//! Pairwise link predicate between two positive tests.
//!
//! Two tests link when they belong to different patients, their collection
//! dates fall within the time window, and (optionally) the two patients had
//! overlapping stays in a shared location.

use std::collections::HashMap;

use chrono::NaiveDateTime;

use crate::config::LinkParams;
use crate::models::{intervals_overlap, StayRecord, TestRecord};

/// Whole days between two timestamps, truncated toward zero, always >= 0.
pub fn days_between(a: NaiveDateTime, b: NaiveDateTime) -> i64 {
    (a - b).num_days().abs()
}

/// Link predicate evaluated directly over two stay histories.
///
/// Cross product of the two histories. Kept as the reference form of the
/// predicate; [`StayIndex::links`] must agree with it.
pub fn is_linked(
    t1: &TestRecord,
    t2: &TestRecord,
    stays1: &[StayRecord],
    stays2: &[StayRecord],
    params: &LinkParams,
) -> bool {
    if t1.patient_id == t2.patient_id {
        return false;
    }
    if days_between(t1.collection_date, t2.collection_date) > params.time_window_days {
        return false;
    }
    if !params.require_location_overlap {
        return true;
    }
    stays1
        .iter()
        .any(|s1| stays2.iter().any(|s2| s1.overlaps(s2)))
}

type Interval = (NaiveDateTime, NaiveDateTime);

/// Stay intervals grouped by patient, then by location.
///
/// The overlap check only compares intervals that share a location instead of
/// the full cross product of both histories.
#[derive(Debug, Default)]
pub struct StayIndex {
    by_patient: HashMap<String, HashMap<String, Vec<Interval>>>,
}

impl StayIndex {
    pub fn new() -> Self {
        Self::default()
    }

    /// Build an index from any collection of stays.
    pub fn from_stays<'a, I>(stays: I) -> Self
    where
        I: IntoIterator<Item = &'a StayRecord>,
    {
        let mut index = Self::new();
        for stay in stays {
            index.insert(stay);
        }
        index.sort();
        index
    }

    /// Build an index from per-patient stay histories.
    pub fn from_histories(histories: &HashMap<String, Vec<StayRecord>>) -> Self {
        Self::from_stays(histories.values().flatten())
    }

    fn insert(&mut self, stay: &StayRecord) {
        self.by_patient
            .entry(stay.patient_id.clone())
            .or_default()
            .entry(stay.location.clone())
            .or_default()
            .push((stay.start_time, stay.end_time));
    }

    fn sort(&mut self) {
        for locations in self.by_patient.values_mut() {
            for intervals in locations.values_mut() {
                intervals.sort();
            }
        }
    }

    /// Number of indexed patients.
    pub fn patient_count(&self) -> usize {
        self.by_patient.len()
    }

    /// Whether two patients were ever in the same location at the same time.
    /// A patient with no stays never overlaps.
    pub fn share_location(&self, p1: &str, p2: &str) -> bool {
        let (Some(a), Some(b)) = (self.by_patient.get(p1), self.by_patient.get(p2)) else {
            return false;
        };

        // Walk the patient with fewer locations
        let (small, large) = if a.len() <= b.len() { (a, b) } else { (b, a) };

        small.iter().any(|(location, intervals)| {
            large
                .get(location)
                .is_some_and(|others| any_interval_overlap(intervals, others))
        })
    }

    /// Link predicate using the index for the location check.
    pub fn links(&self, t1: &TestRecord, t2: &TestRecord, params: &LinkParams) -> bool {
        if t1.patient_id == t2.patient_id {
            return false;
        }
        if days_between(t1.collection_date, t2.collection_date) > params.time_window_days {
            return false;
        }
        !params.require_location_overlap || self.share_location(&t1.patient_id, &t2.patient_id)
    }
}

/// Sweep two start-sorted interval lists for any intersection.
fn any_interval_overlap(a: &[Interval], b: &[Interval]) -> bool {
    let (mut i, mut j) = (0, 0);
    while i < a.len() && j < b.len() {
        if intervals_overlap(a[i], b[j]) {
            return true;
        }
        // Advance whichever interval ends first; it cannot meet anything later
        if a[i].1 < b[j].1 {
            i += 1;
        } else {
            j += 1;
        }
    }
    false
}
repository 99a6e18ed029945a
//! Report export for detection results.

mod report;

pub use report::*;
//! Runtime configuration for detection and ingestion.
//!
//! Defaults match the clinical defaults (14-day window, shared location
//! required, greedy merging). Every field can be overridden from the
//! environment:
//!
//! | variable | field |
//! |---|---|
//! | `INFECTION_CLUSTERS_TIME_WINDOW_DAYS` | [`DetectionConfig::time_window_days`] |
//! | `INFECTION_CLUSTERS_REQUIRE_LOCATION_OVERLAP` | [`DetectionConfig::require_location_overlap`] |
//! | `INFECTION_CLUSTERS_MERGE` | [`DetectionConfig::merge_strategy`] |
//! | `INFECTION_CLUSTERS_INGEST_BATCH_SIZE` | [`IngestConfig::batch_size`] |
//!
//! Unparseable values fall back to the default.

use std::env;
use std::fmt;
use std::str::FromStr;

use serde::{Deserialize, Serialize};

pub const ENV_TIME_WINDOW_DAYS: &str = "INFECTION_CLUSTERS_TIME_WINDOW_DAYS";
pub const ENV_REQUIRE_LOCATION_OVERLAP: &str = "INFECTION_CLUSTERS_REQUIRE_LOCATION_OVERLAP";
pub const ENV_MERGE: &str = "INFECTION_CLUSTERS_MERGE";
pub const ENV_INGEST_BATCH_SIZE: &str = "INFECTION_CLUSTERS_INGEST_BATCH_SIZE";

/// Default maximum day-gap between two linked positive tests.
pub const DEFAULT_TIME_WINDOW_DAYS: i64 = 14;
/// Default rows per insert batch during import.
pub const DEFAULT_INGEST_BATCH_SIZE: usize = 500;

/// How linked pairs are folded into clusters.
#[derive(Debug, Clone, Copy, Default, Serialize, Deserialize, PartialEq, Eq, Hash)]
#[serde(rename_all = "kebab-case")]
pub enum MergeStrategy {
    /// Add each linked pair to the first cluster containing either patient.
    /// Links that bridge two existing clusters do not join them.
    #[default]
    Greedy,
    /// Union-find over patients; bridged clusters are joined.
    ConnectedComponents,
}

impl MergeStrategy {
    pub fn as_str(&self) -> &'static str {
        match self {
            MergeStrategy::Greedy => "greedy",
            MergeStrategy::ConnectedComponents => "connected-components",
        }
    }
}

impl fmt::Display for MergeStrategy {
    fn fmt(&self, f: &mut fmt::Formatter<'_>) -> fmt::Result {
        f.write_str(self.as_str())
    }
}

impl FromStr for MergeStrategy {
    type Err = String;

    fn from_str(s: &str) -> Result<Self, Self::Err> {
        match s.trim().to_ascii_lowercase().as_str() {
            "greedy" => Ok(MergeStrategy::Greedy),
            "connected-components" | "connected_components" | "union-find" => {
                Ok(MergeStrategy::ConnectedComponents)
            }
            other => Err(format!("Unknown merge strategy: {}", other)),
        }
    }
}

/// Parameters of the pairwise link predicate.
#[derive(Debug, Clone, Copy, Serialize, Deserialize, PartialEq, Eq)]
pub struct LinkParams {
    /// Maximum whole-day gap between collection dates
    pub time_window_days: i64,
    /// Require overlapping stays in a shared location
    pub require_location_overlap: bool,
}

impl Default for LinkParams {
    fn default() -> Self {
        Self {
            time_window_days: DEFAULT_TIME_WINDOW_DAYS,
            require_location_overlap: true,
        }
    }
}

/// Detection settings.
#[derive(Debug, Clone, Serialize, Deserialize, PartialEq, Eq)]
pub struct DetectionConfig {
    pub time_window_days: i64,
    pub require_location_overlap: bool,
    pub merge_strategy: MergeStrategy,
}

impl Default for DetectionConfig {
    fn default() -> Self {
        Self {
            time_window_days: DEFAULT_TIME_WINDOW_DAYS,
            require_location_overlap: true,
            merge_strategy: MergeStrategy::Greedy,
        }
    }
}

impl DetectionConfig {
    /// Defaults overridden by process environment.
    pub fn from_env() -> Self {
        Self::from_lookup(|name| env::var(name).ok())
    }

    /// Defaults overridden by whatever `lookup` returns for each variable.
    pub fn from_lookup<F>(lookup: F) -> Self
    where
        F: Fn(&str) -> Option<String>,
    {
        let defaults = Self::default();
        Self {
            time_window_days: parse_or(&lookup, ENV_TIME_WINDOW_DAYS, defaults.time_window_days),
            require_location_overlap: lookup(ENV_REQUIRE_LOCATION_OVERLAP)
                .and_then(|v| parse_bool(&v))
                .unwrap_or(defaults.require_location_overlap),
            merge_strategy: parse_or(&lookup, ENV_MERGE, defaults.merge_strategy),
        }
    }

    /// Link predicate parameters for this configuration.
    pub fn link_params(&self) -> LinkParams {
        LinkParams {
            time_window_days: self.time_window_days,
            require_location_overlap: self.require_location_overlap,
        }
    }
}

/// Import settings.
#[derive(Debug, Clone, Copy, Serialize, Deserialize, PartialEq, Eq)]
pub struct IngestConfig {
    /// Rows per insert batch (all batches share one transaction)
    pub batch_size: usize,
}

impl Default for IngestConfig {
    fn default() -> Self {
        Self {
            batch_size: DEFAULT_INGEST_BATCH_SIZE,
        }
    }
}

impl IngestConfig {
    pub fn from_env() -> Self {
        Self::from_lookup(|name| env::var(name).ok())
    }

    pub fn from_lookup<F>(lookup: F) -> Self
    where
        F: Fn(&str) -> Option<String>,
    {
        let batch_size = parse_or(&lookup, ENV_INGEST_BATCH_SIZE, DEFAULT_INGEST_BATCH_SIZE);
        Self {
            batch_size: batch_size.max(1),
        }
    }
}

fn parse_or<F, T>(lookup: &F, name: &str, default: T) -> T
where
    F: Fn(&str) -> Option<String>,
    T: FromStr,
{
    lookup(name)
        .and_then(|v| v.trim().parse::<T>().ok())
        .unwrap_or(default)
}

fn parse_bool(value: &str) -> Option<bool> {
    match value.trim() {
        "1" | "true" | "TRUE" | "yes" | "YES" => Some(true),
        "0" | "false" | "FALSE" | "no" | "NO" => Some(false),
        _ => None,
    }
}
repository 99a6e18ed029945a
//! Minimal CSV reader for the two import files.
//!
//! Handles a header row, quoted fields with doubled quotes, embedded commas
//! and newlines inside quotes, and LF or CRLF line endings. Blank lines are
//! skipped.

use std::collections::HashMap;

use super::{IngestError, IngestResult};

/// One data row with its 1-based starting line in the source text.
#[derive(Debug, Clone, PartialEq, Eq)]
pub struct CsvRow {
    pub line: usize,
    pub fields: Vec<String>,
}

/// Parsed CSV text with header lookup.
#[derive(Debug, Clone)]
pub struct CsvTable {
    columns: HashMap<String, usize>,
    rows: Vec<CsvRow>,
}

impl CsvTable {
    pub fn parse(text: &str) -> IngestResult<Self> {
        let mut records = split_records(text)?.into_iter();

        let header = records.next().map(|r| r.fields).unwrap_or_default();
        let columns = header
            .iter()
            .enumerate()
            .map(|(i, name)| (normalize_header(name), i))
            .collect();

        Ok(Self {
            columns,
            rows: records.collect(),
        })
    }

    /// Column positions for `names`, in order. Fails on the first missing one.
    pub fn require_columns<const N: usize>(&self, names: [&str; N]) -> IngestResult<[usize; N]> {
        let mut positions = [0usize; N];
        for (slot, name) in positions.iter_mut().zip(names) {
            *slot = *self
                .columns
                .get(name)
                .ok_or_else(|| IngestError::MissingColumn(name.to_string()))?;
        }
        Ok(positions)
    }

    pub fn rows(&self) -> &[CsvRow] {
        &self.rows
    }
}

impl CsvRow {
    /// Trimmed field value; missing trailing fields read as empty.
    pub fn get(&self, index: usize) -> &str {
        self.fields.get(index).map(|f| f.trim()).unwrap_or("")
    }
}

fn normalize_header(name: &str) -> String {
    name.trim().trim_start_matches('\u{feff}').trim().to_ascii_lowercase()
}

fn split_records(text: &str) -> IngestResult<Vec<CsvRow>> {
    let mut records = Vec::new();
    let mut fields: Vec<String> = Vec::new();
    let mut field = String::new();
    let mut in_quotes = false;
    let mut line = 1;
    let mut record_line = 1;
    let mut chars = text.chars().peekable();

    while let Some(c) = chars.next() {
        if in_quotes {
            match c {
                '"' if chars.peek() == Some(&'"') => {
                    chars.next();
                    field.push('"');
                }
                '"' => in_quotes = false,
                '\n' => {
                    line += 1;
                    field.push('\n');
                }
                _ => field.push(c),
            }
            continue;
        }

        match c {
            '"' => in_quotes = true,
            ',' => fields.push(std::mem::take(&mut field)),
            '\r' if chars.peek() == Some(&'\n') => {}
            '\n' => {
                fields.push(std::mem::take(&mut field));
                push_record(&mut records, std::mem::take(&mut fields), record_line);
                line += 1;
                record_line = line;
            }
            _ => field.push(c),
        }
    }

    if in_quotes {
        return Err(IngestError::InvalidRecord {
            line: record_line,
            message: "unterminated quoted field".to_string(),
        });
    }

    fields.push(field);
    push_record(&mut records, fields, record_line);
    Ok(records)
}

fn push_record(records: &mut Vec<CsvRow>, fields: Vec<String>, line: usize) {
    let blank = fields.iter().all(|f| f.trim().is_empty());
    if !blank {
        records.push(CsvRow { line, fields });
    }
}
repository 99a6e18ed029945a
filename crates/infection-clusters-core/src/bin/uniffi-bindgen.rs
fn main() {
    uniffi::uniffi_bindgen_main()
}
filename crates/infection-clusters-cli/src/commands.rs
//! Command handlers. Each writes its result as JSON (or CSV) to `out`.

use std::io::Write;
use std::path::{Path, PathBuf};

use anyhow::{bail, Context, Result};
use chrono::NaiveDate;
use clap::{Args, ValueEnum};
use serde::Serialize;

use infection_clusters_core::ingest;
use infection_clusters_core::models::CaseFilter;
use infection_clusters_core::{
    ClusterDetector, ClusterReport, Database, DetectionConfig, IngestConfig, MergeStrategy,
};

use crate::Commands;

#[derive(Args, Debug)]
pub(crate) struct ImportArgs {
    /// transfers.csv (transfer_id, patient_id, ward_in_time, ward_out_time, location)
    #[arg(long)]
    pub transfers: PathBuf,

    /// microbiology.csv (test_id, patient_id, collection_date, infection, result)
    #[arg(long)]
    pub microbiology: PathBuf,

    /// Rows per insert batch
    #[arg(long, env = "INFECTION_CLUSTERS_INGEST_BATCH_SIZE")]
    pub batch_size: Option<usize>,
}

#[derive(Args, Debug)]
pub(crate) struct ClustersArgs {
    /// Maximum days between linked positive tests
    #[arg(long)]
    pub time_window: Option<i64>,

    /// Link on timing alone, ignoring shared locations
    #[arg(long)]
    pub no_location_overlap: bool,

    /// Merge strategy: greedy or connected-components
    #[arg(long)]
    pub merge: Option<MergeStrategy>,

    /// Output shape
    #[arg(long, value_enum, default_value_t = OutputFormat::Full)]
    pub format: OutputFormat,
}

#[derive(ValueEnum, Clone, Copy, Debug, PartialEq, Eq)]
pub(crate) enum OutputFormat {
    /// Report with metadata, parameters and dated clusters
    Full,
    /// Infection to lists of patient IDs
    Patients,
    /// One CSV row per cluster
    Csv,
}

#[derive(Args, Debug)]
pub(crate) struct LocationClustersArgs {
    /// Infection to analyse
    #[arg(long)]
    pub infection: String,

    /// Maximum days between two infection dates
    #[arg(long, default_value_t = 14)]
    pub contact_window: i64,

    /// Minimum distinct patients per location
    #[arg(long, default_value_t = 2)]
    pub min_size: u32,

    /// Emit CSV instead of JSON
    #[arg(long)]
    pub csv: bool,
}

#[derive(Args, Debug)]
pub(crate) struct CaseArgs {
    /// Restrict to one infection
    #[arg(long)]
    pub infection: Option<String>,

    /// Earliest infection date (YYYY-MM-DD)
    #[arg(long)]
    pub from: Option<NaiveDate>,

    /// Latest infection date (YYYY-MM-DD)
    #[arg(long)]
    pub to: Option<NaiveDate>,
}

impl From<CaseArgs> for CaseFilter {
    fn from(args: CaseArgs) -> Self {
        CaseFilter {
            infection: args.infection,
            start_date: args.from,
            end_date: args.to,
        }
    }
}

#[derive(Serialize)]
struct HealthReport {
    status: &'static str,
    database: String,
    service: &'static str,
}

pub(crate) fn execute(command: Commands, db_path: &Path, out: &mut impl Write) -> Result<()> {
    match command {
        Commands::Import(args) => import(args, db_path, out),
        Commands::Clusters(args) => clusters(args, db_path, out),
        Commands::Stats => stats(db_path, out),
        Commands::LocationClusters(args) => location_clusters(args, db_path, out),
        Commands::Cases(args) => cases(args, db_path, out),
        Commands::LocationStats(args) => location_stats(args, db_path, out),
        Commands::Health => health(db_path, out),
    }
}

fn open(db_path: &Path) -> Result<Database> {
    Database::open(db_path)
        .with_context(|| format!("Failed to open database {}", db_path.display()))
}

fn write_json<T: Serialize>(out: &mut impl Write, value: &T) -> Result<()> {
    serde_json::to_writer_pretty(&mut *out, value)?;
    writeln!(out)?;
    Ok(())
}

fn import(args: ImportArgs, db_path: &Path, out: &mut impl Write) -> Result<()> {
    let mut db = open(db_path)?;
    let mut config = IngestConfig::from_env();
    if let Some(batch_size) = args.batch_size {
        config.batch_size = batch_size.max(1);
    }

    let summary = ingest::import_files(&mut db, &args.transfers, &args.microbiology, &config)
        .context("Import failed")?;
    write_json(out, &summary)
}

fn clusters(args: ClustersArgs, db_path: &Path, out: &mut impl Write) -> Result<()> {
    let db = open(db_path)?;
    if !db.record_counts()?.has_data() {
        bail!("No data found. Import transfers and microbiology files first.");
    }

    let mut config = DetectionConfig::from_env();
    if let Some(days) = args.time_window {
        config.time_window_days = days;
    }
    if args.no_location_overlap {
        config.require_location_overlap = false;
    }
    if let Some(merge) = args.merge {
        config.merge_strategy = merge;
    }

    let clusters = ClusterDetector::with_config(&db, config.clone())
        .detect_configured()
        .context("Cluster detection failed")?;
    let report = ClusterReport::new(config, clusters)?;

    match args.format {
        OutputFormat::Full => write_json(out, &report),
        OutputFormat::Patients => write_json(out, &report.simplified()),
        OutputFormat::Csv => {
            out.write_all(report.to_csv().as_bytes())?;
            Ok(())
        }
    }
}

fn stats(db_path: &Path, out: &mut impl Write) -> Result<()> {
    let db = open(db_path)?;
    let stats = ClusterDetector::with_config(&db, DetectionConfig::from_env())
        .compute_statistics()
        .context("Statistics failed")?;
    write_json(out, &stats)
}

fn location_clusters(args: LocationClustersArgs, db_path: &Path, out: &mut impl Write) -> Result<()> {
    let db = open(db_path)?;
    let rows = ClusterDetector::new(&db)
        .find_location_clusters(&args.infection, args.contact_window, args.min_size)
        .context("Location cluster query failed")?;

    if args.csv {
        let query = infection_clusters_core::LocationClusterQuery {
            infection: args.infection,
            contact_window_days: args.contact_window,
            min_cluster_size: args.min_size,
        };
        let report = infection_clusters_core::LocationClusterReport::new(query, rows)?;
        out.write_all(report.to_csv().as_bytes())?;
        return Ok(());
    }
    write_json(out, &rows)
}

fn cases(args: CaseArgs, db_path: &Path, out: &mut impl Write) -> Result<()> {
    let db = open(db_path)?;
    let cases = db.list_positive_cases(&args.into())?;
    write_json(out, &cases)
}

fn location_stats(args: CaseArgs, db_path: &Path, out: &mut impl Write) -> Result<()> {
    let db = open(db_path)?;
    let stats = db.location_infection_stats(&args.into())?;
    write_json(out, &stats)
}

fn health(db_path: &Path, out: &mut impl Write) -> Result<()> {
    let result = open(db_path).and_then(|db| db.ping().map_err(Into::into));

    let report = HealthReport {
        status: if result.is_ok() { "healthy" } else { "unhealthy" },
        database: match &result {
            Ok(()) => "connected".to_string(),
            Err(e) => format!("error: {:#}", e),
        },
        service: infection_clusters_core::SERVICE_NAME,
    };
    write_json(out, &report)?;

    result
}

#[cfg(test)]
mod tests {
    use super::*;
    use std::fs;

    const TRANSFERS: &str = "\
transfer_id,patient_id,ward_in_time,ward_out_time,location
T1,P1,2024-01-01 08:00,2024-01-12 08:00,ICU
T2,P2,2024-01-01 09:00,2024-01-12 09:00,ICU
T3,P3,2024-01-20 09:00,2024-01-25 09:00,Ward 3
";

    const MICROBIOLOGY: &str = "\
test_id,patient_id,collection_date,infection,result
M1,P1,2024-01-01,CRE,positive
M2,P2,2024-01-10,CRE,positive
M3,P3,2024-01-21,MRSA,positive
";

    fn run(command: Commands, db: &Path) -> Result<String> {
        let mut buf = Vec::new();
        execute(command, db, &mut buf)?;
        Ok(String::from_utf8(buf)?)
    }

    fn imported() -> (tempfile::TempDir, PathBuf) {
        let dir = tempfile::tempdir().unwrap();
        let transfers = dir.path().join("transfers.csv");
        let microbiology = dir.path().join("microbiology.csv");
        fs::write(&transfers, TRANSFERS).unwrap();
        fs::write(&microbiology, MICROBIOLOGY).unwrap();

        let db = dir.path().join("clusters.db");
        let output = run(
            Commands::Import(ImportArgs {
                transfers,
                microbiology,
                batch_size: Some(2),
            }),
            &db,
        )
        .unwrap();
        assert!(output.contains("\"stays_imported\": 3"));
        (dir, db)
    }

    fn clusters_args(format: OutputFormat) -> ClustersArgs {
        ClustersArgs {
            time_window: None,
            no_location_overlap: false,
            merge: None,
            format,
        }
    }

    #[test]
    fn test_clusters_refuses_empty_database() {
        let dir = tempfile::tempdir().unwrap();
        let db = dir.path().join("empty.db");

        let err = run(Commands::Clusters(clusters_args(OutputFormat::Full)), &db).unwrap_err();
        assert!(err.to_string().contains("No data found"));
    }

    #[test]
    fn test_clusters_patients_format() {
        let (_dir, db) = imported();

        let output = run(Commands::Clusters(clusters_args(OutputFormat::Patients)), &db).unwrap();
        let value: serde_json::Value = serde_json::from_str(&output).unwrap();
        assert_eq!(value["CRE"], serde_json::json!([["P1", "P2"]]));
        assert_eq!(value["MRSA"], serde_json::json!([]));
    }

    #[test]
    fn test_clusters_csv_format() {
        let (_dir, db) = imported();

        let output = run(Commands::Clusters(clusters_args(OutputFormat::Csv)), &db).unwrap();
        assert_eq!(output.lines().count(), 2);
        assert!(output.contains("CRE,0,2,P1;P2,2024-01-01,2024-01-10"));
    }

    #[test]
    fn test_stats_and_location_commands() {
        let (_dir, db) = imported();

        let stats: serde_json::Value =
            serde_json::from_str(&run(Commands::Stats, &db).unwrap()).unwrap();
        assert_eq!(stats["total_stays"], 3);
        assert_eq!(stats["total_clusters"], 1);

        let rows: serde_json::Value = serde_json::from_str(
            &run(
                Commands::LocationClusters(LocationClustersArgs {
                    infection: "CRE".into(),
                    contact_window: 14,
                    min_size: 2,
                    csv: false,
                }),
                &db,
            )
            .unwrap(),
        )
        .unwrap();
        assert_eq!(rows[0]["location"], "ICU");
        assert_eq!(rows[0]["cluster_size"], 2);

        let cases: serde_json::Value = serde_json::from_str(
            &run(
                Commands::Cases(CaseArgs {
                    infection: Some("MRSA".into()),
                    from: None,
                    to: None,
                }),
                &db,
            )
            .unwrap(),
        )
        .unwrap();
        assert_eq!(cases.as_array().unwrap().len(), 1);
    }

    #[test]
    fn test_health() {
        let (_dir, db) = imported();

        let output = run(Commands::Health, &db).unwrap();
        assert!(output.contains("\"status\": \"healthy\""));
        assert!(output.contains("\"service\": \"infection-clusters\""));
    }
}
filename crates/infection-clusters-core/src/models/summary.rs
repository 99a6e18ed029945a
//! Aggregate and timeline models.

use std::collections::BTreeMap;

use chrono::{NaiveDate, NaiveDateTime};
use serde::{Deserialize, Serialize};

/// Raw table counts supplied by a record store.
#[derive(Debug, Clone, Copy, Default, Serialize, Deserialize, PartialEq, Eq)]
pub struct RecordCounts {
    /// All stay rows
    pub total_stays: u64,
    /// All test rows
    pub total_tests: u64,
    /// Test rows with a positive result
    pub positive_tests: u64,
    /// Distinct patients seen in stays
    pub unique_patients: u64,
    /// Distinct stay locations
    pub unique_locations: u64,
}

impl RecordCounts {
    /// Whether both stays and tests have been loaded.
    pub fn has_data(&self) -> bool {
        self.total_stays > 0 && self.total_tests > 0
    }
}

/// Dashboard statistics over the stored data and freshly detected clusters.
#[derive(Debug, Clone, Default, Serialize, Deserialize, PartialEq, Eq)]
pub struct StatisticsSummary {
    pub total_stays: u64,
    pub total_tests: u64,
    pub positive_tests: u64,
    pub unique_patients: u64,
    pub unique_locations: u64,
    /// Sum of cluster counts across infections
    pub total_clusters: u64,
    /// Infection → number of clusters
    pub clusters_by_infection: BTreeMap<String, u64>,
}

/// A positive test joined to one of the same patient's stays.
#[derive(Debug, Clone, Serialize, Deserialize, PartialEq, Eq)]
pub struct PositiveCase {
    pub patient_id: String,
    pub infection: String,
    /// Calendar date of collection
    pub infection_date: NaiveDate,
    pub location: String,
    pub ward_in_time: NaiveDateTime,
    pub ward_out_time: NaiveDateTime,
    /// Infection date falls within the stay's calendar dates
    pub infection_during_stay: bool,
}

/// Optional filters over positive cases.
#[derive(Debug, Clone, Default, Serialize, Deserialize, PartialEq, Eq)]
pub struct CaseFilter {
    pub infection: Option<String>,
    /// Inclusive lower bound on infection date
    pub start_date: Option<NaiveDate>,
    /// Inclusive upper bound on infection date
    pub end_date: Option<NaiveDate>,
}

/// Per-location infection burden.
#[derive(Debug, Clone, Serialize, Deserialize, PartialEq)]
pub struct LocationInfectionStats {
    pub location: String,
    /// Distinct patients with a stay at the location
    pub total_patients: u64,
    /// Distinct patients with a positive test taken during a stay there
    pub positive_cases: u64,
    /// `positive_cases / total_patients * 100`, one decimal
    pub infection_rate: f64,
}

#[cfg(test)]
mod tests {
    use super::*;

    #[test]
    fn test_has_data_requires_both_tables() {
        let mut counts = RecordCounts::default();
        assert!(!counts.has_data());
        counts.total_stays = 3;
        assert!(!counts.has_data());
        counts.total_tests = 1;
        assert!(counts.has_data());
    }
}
———
◆ Task directions ◆
Everything from the line with "lower bound on infection date" to the last line of the data is what to return, word for word; leave out the rest.

◆ Response for this exercise ◆
    /// Inclusive lower bound on infection date
    pub start_date: Option<NaiveDate>,
    /// Inclusive upper bound on infection date
    pub end_date: Option<NaiveDate>,
}

/// Per-location infection burden.
#[derive(Debug, Clone, Serialize, Deserialize, PartialEq)]
pub struct LocationInfectionStats {
    pub location: String,
    /// Distinct patients with a stay at the location
    pub total_patients: u64,
    /// Distinct patients with a positive test taken during a stay there
    pub positive_cases: u64,
    /// `positive_cases / total_patients * 100`, one decimal
    pub infection_rate: f64,
}

#[cfg(test)]
mod tests {
    use super::*;

    #[test]
    fn test_has_data_requires_both_tables() {
        let mut counts = RecordCounts::default();
        assert!(!counts.has_data());
        counts.total_stays = 3;
        assert!(!counts.has_data());
        counts.total_tests = 1;
        assert!(counts.has_data());
    }
}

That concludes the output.